Colloidal quantum dots generate infrared light

Oct. 6, 2023
A novel quantum dot approach to generate infrared light opens the door to mid-infrared lasers and cost-effective sensors.

A team of University of Chicago researchers led by Philippe Guyot-Sionnest, a professor of physics and chemistry, recently figured out a way to create infrared light via colloidal quantum dots—and opened the door to redefining what’s possible in the mid-infrared range (35 µm) because the dots they achieved on their first try are nearly as efficient as existing conventional methods (see video).

Colloidal quantum dots are 5- to 20-nm semiconductor nanocrystals/particles—commonly made out of cadmium selenide (CdSe), cadmium sulfide (CdS), lead sulfide (PbS), zinc oxide (ZnO), and indium phosphide (InP), etc.—that possess unique optical and electronic properties. The electron wave resonates inside these particles and, just like sound or optical waves within a cavity, it creates stationary states spectrally tunable by the nanocrystal’s size.

Quantum dots that generate light in the visible range are already found in commercial products like light-emitting diodes (LEDs) and televisions. But until now, if you wanted quantum dot light in the mid-infrared range, you’ve been largely out of luck.

While organic molecules are made with light atoms and ideal for dyes and fluoresce in the visible range, they’re not so great in the mid-infrared range simply because molecular vibrations are also in the mid-infrared and rapidly quench the electronic excitations.

“Inorganic semiconductor quantum dot materials are soluble like dye molecules and have tunable electronic excitations in the mid-infrared, but they’re made of heavy atoms with much lower frequency vibrations and it makes them good infrared and solution-processable materials,” says Guyot-Sionnest. “This is the idea behind our work on infrared semiconductor quantum dots—and it began 25 years ago.”

Infrared lasers are currently made via a molecular epitaxy process and, although it works well, it’s labor-intensive and expensive. So the researchers wondered if they could come up with a better method based on quantum dots.

Quantum mechanics and a cascade effect

The team decided to explore a “cascade” technique widely used to make lasers, which hadn’t been achieved via colloidal quantum dots. To do it, they made a black ink of trillions of tiny nanocrystals made of core/shell HgSe/CdSe, spread it onto a conducting electrode, evaporated a second conducting electrode on top, and ran an electrical current through it.

Their approach involves running an electrical current across a device to send millions of electrons across it. If successful, electrons travel through a series of distinct energy levels, akin to falling down a series of waterfalls. Each time the electron drops down an energy level, it has the chance to emit energy as light. It works thanks to quantum mechanics.

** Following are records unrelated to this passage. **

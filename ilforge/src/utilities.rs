use std::io::{Cursor, Error, ErrorKind, Read};
use std::iter::repeat_with;

/// Positioned little-endian decoding out of a byte cursor.
///
/// `Deps` carries whatever sizing context the value needs; plain integers use
/// `()`, index types use the image's index-size record.
pub trait FromByteStream where Self: Sized {
	type Deps;
	fn read(stream: &mut Cursor<&[u8]>, deps: &Self::Deps) -> std::io::Result<Self>;
}

/// The symmetric encoding half. Writers append to a byte buffer; sizing must
/// be final before the first call (index widths never change mid-emission).
pub trait ToByteStream {
	type Deps;
	fn write(&self, buf: &mut Vec<u8>, deps: &Self::Deps);
}

macro_rules! impl_le_byte_stream {
	($($ty: ty),*) => {$(
		impl FromByteStream for $ty {
			type Deps = ();
			#[inline]
			fn read(stream: &mut Cursor<&[u8]>, _: &Self::Deps) -> std::io::Result<Self> {
				let mut bytes = [0u8; std::mem::size_of::<Self>()];
				stream.read_exact(&mut bytes)?;
				Ok(Self::from_le_bytes(bytes))
			}
		}

		impl ToByteStream for $ty {
			type Deps = ();
			#[inline]
			fn write(&self, buf: &mut Vec<u8>, _: &Self::Deps) {
				buf.extend_from_slice(&self.to_le_bytes());
			}
		}
	)*};
}

impl_le_byte_stream!(u8, u16, u32, u64, i8, i16, i32, i64, f32, f64);

impl<const SIZE: usize> FromByteStream for [u8; SIZE] {
	type Deps = ();
	#[inline]
	fn read(stream: &mut Cursor<&[u8]>, _: &Self::Deps) -> std::io::Result<Self> {
		let mut bytes = [0u8; SIZE];
		stream.read_exact(&mut bytes)?;
		Ok(bytes)
	}
}

impl<const SIZE: usize> ToByteStream for [u8; SIZE] {
	type Deps = ();
	#[inline]
	fn write(&self, buf: &mut Vec<u8>, _: &Self::Deps) {
		buf.extend_from_slice(self);
	}
}

/// Reads a little-endian unsigned value of the given byte width (2 or 4).
#[inline]
pub(crate) fn read_uint_of_size(stream: &mut Cursor<&[u8]>, size: usize) -> std::io::Result<u32> {
	let mut bytes = 0u32.to_le_bytes();
	stream.read_exact(&mut bytes[..size])?;
	Ok(u32::from_le_bytes(bytes))
}

/// Writes a little-endian unsigned value in the given byte width (2 or 4).
/// The value must fit; sizing guarantees it does.
#[inline]
pub(crate) fn write_uint_of_size(buf: &mut Vec<u8>, value: u32, size: usize) {
	debug_assert!(size == 4 || u32::from(value as u16) == value);
	buf.extend_from_slice(&value.to_le_bytes()[..size]);
}

/// The 1/2/4-byte variable-length unsigned encoding of ECMA-335 §II.23.2.
pub fn read_compressed_u32(stream: &mut Cursor<&[u8]>) -> std::io::Result<u32> {
	let first = u8::read(stream, &())?;
	match first {
		0x00..=0x7F => Ok(first as u32),
		0x80..=0xBF => {
			let second = u8::read(stream, &())?;
			Ok(((first as u32 & 0x3F) << 8) | second as u32)
		},
		0xC0..=0xDF => {
			let rest = <[u8; 3]>::read(stream, &())?;
			Ok(((first as u32 & 0x1F) << 24)
				| ((rest[0] as u32) << 16)
				| ((rest[1] as u32) << 8)
				| rest[2] as u32)
		},
		_ => Err(Error::from(ErrorKind::InvalidData)),
	}
}

/// Emits the shortest §II.23.2 encoding; values need at most 29 bits.
pub fn write_compressed_u32(buf: &mut Vec<u8>, value: u32) -> std::io::Result<()> {
	match value {
		0x00..=0x7F => buf.push(value as u8),
		0x80..=0x3FFF => {
			buf.push(0x80 | (value >> 8) as u8);
			buf.push(value as u8);
		},
		0x4000..=0x1FFF_FFFF => {
			buf.push(0xC0 | (value >> 24) as u8);
			buf.push((value >> 16) as u8);
			buf.push((value >> 8) as u8);
			buf.push(value as u8);
		},
		_ => return Err(Error::from(ErrorKind::InvalidInput)),
	}
	Ok(())
}

/// The signed variant: the value is rotated left by one within its width so
/// the sign bit lands in bit 0, then compressed as unsigned.
pub fn read_compressed_i32(stream: &mut Cursor<&[u8]>) -> std::io::Result<i32> {
	let start = stream.position();
	let unsigned = read_compressed_u32(stream)?;
	let width = (stream.position() - start) as u32;
	let payload_bits = match width {
		1 => 7,
		2 => 14,
		_ => 29,
	};
	let mut value = (unsigned >> 1) as i32;
	if unsigned & 1 != 0 {
		value -= 1 << (payload_bits - 1);
	}
	Ok(value)
}

pub fn write_compressed_i32(buf: &mut Vec<u8>, value: i32) -> std::io::Result<()> {
	let sign = (value < 0) as u32;
	let rotated = |bits: u32| ((value as u32) << 1 | sign) & ((1u32 << bits) - 1);
	// The rotated payload keeps its width even when the high bits are zero;
	// a narrower encoding would decode with the wrong sign position.
	match value {
		-0x40..=0x3F => buf.push(rotated(7) as u8),
		-0x2000..=0x1FFF => {
			let v = rotated(14);
			buf.push(0x80 | (v >> 8) as u8);
			buf.push(v as u8);
		},
		-0x1000_0000..=0x0FFF_FFFF => {
			let v = rotated(29);
			buf.push(0xC0 | (v >> 24) as u8);
			buf.push((v >> 16) as u8);
			buf.push((v >> 8) as u8);
			buf.push(v as u8);
		},
		_ => return Err(Error::from(ErrorKind::InvalidInput)),
	}
	Ok(())
}

#[inline]
pub(crate) const fn round_to_multiple_of<const MULTIPLE: usize>(value: usize) -> usize {
	((value + (MULTIPLE - 1)) / MULTIPLE) * MULTIPLE
}

/// Pads with zero bytes up to the next multiple of `MULTIPLE`.
pub(crate) fn pad_to_multiple_of<const MULTIPLE: usize>(buf: &mut Vec<u8>) {
	buf.resize(round_to_multiple_of::<MULTIPLE>(buf.len()), 0);
}

pub(crate) fn enumerate_set_bits(mut value: u64) -> impl Iterator<Item = usize> {
	repeat_with(move || match value.trailing_zeros() {
		64 => usize::MAX,
		idx => {
			value &= !(1u64 << idx);
			idx as usize
		},
	})
	.take_while(|i| *i != usize::MAX)
}

#[cfg(test)]
mod tests {
	use super::*;

	fn u32_round_trip(value: u32) -> (u32, usize) {
		let mut buf = vec![];
		write_compressed_u32(&mut buf, value).unwrap();
		let len = buf.len();
		let mut stream = Cursor::new(buf.as_slice());
		(read_compressed_u32(&mut stream).unwrap(), len)
	}

	#[test]
	fn compressed_u32_boundaries() {
		for (value, len) in [
			(0u32, 1),
			(0x7F, 1),
			(0x80, 2),
			(0x3FFF, 2),
			(0x4000, 4),
			(0x1FFF_FFFE, 4),
		] {
			assert_eq!(u32_round_trip(value), (value, len));
		}
	}

	#[test]
	fn compressed_u32_rejects_out_of_range() {
		let mut buf = vec![];
		assert!(write_compressed_u32(&mut buf, 0x2000_0000).is_err());
	}

	#[test]
	fn compressed_i32_round_trips() {
		for value in [0, 1, -1, 3, -3, 63, -64, 64, -65, 8191, -8192, 8192, -8193,
			0x0FFF_FFFF, -0x1000_0000]
		{
			let mut buf = vec![];
			write_compressed_i32(&mut buf, value).unwrap();
			let mut stream = Cursor::new(buf.as_slice());
			assert_eq!(read_compressed_i32(&mut stream).unwrap(), value);
		}
	}

	#[test]
	fn compressed_i32_known_encodings() {
		// Worked examples from ECMA-335 §II.23.2.
		let mut buf = vec![];
		write_compressed_i32(&mut buf, 3).unwrap();
		assert_eq!(buf, [0x06]);
		buf.clear();
		write_compressed_i32(&mut buf, -3).unwrap();
		assert_eq!(buf, [0x7B]);
		buf.clear();
		write_compressed_i32(&mut buf, -8192).unwrap();
		assert_eq!(buf, [0x80, 0x01]);
	}

	#[test]
	fn set_bits_enumeration() {
		let bits: Vec<_> = enumerate_set_bits(0b1010_0001).collect();
		assert_eq!(bits, [0, 5, 7]);
		assert_eq!(enumerate_set_bits(0).count(), 0);
		assert_eq!(enumerate_set_bits(1 << 63).next(), Some(63));
	}
}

“In our cascade LED, we work with two states of the quantum dots: the lowest ground state, which is like the s state of a hydrogen atom, and the first excited state, which is like the p state,” explains Guyot-Sionnest. “Mid-infrared light is emitted when the electron relaxes from p to s. And the bias between the dots allows the electrons to tunnel from this s state into the p state of the next dot, and so on.”

To the team’s astonishment, on their first attempt to generate infrared light via colloidal quantum dots they saw light. “Our novel approach to infrared light generation was quite efficient for a first try, and its performance will improve by a couple orders of magnitude once the efficiency at which the light is produced inside the dots is improved,” says Guyot-Sionnest. “Then, these light sources will combine unprecedented efficiency and low cost.”

The preferred tunneling “from the s state of one dot to the p state of the next dot is far from obvious, because there is also the possibility of simply tunneling from s to s of the next dot,” Guyot-Sionnest explains. “We initially thought this preference would require a resonance at a finely tuned bias, but in some yet unclear way the electrons arrange themselves to cascade rather than flow down so that the bias is not critical.”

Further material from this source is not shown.